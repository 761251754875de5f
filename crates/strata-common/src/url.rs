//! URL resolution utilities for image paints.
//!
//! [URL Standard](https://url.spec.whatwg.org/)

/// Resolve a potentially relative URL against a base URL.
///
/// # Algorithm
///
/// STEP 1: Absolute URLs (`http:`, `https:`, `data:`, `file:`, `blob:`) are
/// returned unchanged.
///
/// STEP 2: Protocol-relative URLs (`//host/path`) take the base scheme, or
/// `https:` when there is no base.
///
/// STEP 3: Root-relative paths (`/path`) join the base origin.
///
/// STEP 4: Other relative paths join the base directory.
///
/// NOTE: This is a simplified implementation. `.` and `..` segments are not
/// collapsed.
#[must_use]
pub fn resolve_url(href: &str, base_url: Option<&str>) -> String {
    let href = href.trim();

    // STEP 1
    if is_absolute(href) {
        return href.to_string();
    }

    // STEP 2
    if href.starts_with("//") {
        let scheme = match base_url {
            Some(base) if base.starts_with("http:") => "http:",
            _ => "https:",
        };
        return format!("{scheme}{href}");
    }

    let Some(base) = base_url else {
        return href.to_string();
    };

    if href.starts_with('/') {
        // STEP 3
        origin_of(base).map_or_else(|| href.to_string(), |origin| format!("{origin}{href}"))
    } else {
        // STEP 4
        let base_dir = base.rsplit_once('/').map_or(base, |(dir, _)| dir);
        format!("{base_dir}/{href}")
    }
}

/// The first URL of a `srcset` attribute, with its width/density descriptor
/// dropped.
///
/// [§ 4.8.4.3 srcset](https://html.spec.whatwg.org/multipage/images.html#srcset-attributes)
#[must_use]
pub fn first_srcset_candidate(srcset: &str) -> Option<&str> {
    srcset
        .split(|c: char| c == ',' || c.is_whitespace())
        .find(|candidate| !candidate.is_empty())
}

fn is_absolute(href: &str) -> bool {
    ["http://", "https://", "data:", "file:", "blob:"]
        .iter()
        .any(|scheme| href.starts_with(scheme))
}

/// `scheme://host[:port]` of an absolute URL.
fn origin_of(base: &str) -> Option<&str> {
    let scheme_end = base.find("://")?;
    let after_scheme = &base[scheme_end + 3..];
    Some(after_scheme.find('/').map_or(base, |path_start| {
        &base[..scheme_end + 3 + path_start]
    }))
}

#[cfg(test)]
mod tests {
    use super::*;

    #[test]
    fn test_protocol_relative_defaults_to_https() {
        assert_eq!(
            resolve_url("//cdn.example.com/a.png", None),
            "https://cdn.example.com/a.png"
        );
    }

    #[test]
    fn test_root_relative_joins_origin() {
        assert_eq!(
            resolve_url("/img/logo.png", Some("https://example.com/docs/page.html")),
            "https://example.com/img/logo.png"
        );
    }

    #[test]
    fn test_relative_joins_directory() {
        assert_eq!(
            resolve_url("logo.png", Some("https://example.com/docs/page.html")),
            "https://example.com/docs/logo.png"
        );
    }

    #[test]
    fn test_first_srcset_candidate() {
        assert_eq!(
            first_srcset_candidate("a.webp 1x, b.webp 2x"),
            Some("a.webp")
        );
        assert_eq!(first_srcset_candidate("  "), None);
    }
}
+-------+
#### What to work on:
Find the string "webp" in the listing and copy every line in which it occurs.

#### Solution for this task:
            first_srcset_candidate("a.webp 1x, b.webp 2x"),
            Some("a.webp")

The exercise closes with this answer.